僕は他人から褒められても、喜ぶことはできないし、お世辞かもしれないと疑うことができません。僕は他人から貶されても、悲しむことはできないし、何を言うかと憤慨することができません。僕は他人から暖かい言葉を投げかけられても、言葉としか受け取れません。僕は他人から冷たい言葉を投げかけられても、言葉としか受け取れません。僕は、他人からの影響を受けることができません。冷めている、とも違います。冷めているなら、僕はクールだと、周りから言われているに、そう評されているに違いないのです。クールさも、ホットさもないのです。僕は有機物の身体を持った、無機物な存在に違いないのです。実際にそう言われたことはありません。けれど、そうとしか思えないのです。そうでなければ、僕にはもっと人間として、正常な感覚を手に入れているはずなのです。一喜一憂、喜怒哀楽、そんな言葉を僕は理解していながら、感覚として認識できないのです。きっと今、僕の目の前で他人が死んでも、僕は何も動じることがないと思います。動じることが、できないのだと思います。

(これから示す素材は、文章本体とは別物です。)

use egui::{Color32, Context, Frame, Margin};
use std::time::Duration;

use crate::{
    config::Config,
    core::{
        gallery::GalleryController,
        loader::{HttpSource, LoadHandle, LoaderMsg, spawn_loader},
        selection::SelectionState,
    },
    ui::{
        panels::top_bar::{LoadStatus, SelectionSummary, TopBarAction, UITopBar},
        view::gallery::UIGallery,
    },
};

/// The loader thread cannot wake the ui, poll at this rate while loading
const LOAD_POLL_INTERVAL: Duration = Duration::from_millis(100);
const LIST_WIDTH: f32 = 320.;

enum LoadState {
    Empty,
    Loading(LoadHandle),
    Failed(String),
    Ready,
}

pub struct Workspace {
    config: Config,
    load_state: LoadState,
    gallery: GalleryController,
    // Ui elements
    top_bar: UITopBar,
    gallery_view: UIGallery,
}

impl Workspace {
    pub fn new(config: Config) -> Self {
        Self {
            config,
            load_state: LoadState::Empty,
            gallery: GalleryController::new(),
            top_bar: UITopBar::new(),
            gallery_view: UIGallery::new(),
        }
    }

    pub fn show(&mut self, ctx: &Context) {
        self.handle_messages();
        if matches!(self.load_state, LoadState::Loading(_)) {
            ctx.request_repaint_after(LOAD_POLL_INTERVAL);
        }

        egui::TopBottomPanel::top("top-bar")
            .resizable(false)
            .frame(
                Frame::new()
                    .fill(Color32::from_gray(40))
                    .inner_margin(Margin::same(4)),
            )
            .show(ctx, |ui| {
                let status = match &self.load_state {
                    LoadState::Empty => LoadStatus::Empty,
                    LoadState::Loading(_) => LoadStatus::Loading,
                    LoadState::Failed(err) => LoadStatus::Failed(err),
                    LoadState::Ready => LoadStatus::Ready {
                        cards: self.gallery.len(),
                    },
                };
                let summary = self.selection_summary();
                match self.top_bar.ui(ui, status, summary) {
                    Some(TopBarAction::Load) => self.start_load(),
                    Some(TopBarAction::Cancel) => self.cancel_load(),
                    None => {}
                }
            });

        let mut clicked = None;
        if self.gallery.main_id().is_some() {
            egui::SidePanel::right("list-view")
                .resizable(true)
                .default_width(LIST_WIDTH)
                .show(ctx, |ui| {
                    clicked = self.gallery_view.list_ui(ui, &self.gallery);
                });
            egui::CentralPanel::default().show(ctx, |ui| {
                self.gallery_view.main_ui(ui, &mut self.gallery);
            });
        } else {
            egui::CentralPanel::default().show(ctx, |ui| {
                clicked = self.gallery_view.list_ui(ui, &self.gallery);
            });
        }

        if let Some(id) = clicked {
            self.gallery_view.set_main_view(&mut self.gallery, id);
        }
    }

    fn start_load(&mut self) {
        // A previous load, if any, is superseded
        self.cancel_load();
        let handle = spawn_loader(HttpSource, self.config.load_request());
        self.load_state = LoadState::Loading(handle);
    }

    fn cancel_load(&mut self) {
        if let LoadState::Loading(handle) = &self.load_state {
            handle.cancel();
            self.load_state = if self.gallery.is_empty() {
                LoadState::Empty
            } else {
                LoadState::Ready
            };
        }
    }

    fn handle_messages(&mut self) {
        let LoadState::Loading(handle) = &self.load_state else {
            return;
        };
        let Some(msg) = handle.poll() else {
            return;
        };
        match msg {
            LoaderMsg::Loaded(notes) => {
                self.gallery = GalleryController::from_notes(
                    &notes,
                    self.config.card_count,
                    self.config.notes_per_card,
                );
                self.gallery_view = UIGallery::new();
                self.load_state = LoadState::Ready;
            }
            LoaderMsg::Failed(err) => {
                // Gallery stays as it was
                self.load_state = LoadState::Failed(err.to_string());
            }
            LoaderMsg::Cancelled => {
                self.load_state = if self.gallery.is_empty() {
                    LoadState::Empty
                } else {
                    LoadState::Ready
                };
            }
        }
    }

    fn selection_summary(&self) -> Option<SelectionSummary> {
        let roll = self.gallery.main_card()?.roll.as_ref().ok()?;
        let (start, end) = match roll.selection().state() {
            SelectionState::Confirmed { start, end } | SelectionState::Resizing { start, end, .. } => {
                (start, end)
            }
            SelectionState::Idle | SelectionState::Drafting { .. } => return None,
        };
        Some(SelectionSummary {
            start: start.min(end),
            end: start.max(end),
            notes: roll.selected_notes().count(),
        })
    }
}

あいつはスカしたやつだ、僕にはその意味がよくわかりません。よく評されるけれど、その意味が分かりません。僕は気取っているわけではありません。常にすましていると思われているのかも知れませんが、それはクールな人だと思います。けれど、僕に対する言葉は、そんな格好の良いものではないと思えているのです。一体だれが、僕をスカしたやつだと、言う様になったのか、それは僕にもわかりません。昔は、普通に、ごく普通に、皆さんと同じように、平凡な男でした。僕は哲学がわからないので、平凡とは何か、皆さんとは誰なのか、などという疑問は全くありません。
僕はスカしているのです。
そんな僕が、救われることがありました。それは食事です。食欲を満たすと僕は少し、心が穏やかになるような気がしていました。次第に、僕は食事を摂るために生まれてきたのではないのかとさえ思えてならないのです。朝食、昼食、夕食、たまに夜食なんてのもあります。この三つ、ないし四つの食事が僕の人生の全てでした。朝は、絶対にヨーグルトを食べます。ご飯かパンかはその日の気分で決めていました。時間がない時は必然とパンを食べながら外に出ました。その時はヨーグルトの後にパンを食べることになるので、なんとなく釈然としない朝食でしたが、それを昼食が忘れさせてくれるとすぐに気を取り直します。昼食は、贅沢をしません。ランチはさっぱりしたものが好きなのです。それでも朝食で失敗したときは、ラーメンを食べてしまったりします。朝食を平常通りに摂取できたときは、コンビニやスーパーなどに売っているサラダ系を中心に、健康に気を使ったOLメニュー(と僕が勝手に名付けた)をこしらえて食べます。夕食は、最高に肉です。タンパク質です。僕は男ですから、タンパク質が好きなので、適当に肉を焼いて砂糖と醤油であまからく味付けたものをよく食べます。美味しいです。たまに、豚のブロックを買って、サムギョプサル風に食べたり、チャーシューにしたりもします。料理はなんとなくできることがわかりました。そんな食生活が僕に彩りを与えてくれました。僕のグルメの世界への入り口は僕の人間性から始まったと言っても過言ではありません。
僕はスカしているのです。
そんな僕が、食事如きで一喜一憂できるわけがないのはわかっていました。ただ、ルーティーンを作れば、なんとなく生活にリズムができて、今の僕から解放されるのではないか、と考えただけです。実際には食事に興味なんてないし、腹に入ればなんでも良いとすら思っています。夢物語で僕は生きていきたいと思っているのも、事実です。そして、食欲以外で、僕の事実があるとすれば、女でした。人間を満たすものは、同じ、人間。